The deciding card was my trust in his advice, my belief that he must know what he is talking about. So, I set my heart’s compass to find what could be my passion if it wasn’t fashion.
Today, in retrospect, I understand where he was coming from, and the truth behind his words. His business after all was entangled with the NY mafia (That’s right, and I even dined in their ‘family’ restaurant on Coney Island, no joke). And, the fashion industry was as bad as Wall Street, thieves and cut-throats abound.
But I never found my place. I tried architecture, ceramics, painting, industrial design, jewelry making and interior design as alternatives and ended up swinging into textile design, basically getting as close as I could get to fashion without actually being in fashion. Until 20 years later I finally succumbed, and decided “To hell with that advice, this is what I want to do and hopefully it’s not too late.”
One day, I came across a book that tells the stories of the real hands and minds behind haute couture.
Though we are led to believe the exceptional talents of the runway lies in the minds of superstar individuals like Karl Lagerfeld for Chanel or Christian Dior, the truth is that most of those brands were built on the backs of creative geniuses and masters who still, to this day, don’t receive recognition. (In the film credits the names of drivers are credited but not the embroiderers, nor seamstresses, not the patternmakers, nor the feather workers).
This and similar books deeply impacted me.
These people are my true idols, these are the masters of the craft. And their stories break my heart, because they are going extinct. There is one such man, Bruno Legeron, who is the last independent silk flower maker in Paris from generations of flower makers, from times when there were streets lined with flower makers. He is the last one and he has no children to pass it on to.
I became so enamored with the dying art form that I started to learn it myself, and to apply my own inventions to make it natural and non-toxic. I don’t know what dyes he uses but the ones I use are brilliant plant-based dyes on non-violent silk. I use his old world techniques and pair it with my own, like using a laser machine instead of the costly and rare die cutters.
These skills and their knowledge is our inheritance and it is slipping through our fingers.

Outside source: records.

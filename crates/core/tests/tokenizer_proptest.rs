//! Property-based tests for the tokenizer, postings and aggregator.

use lineindex_core::analysis::{tokenize, StopwordSet};
use lineindex_core::index::{aggregate, PostingId};
use lineindex_core::record::RawRecord;
use proptest::prelude::*;
use regex::Regex;

/// Text mixing words, punctuation, symbols and assorted whitespace.
fn text_strategy() -> impl Strategy<Value = String> {
    prop::collection::vec(
        prop_oneof![
            "[A-Za-z]{1,8}",
            "[A-Za-z]{1,4}['.,;:!?-][A-Za-z]{1,4}",
            "[.,;:!?'\"()\\-]{1,3}",
            "[$+=<>0-9]{1,3}",
            "[ \t]{1,3}",
            "(É|ß|Ω|л)[a-z]{0,3}",
        ],
        0..24,
    )
    .prop_map(|parts| parts.join(" "))
}

fn stopword_strategy() -> impl Strategy<Value = Vec<String>> {
    prop::collection::vec("[a-z]{1,3}", 0..6)
}

proptest! {
    #[test]
    fn terms_are_non_empty_and_punctuation_free(text in text_strategy()) {
        let punctuation = Regex::new(r"\p{P}").unwrap();
        let record = RawRecord::new("p.txt", "1", text);
        for (term, _) in tokenize(&record, &StopwordSet::empty()) {
            prop_assert!(!term.as_str().is_empty());
            prop_assert!(!punctuation.is_match(term.as_str()), "punctuation in {:?}", term);
            prop_assert!(!term.as_str().chars().any(char::is_whitespace));
        }
    }

    #[test]
    fn positions_are_contiguous_over_non_stopwords(
        text in text_strategy(),
        stopwords in stopword_strategy(),
    ) {
        let stopwords = StopwordSet::from_words(&stopwords);
        let record = RawRecord::new("p.txt", "9", text);
        let pairs = tokenize(&record, &stopwords);
        for (i, (term, posting)) in pairs.iter().enumerate() {
            prop_assert_eq!(posting.field_position as usize, i + 1);
            prop_assert!(!stopwords.contains(term.as_str()));
            prop_assert_eq!(posting.line_number.as_str(), "9");
        }
    }

    #[test]
    fn tokenize_is_idempotent(text in text_strategy(), stopwords in stopword_strategy()) {
        let stopwords = StopwordSet::from_words(&stopwords);
        let record = RawRecord::new("p.txt", "1", text);
        prop_assert_eq!(tokenize(&record, &stopwords), tokenize(&record, &stopwords));
    }

    #[test]
    fn posting_text_parses_back(
        file in "[a-z][a-z0-9_.:-]{0,12}",
        line in 0u32..100_000,
        position in 1u32..10_000,
    ) {
        let posting = PostingId::new(file.as_str(), line.to_string(), position);
        let parsed: PostingId = posting.to_string().parse().unwrap();
        prop_assert_eq!(parsed, posting);
    }

    #[test]
    fn aggregate_has_n_minus_one_commas(n in 0usize..50) {
        let postings: Vec<PostingId> = (0..n)
            .map(|i| PostingId::new("a.txt", (i + 1).to_string(), 1))
            .collect();
        let entry = aggregate("term", &postings);
        let list = entry.postings.as_str();
        prop_assert!(!list.starts_with(','));
        prop_assert_eq!(list.matches(',').count(), n.saturating_sub(1));
        prop_assert_eq!(entry.postings.len(), n);
    }
}
//! Text analysis: token normalization and stopword filtering.
//!
//! The tokenizer is stateless; all shared state is the read-only
//! `StopwordSet` loaded once per task.

/// Stopword sets and the filter that loads them.
pub mod stopwords;
/// Punctuation-splitting, case-folding tokenizer.
pub mod tokenizer;

pub use stopwords::{StopwordFilter, StopwordSet};
pub use tokenizer::{normalize_token, terms, tokenize, Term};
//! Error type shared by every stage of the indexing pipeline.

use std::io;
use thiserror::Error;

/// Errors raised while reading records, loading stopwords, parsing postings
/// or running a batch job.
#[derive(Debug, Error)]
pub enum IndexError {
    /// The line lacks the `<lineNumber><space><text>` layout.
    #[error("malformed record at {source_file}:{line}: {reason}")]
    MalformedRecord {
        source_file: String,
        /// 1-based physical line within the input split.
        line: usize,
        reason: String,
    },
    #[error("configuration error: {0}")]
    Configuration(String),
    /// Input bytes that are not valid UTF-8.
    #[error("undecodable record at {source_file}:{line}")]
    Encoding { source_file: String, line: usize },
    #[error("invalid posting '{0}'")]
    InvalidPosting(String),
    /// A word count line that is not `<term>\t<count>`.
    #[error("invalid term count at line {line}: {reason}")]
    InvalidCount { line: usize, reason: String },
    #[error(transparent)]
    Io(#[from] io::Error),
}

impl IndexError {
    /// Label used for the `reason` dimension of rejected-record metrics.
    pub fn reject_reason(&self) -> &'static str {
        match self {
            IndexError::MalformedRecord { .. } => "malformed",
            IndexError::Encoding { .. } => "encoding",
            _ => "other",
        }
    }
}

/// Result alias used throughout the crate.
pub type Result<T> = std::result::Result<T, IndexError>;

I happened to run into an old friend of mine who alters high-end wedding gowns and she saw the flowers I was making. Her face melted into a warm smile and she reminisced to me that she hasn’t seen flowers like these in a long, long time. She said a shop in San Francisco used to import them from France, but not anymore. She was thrilled to see these silk flowers again, realistic ones, not cheesy factory-made ones imported from China.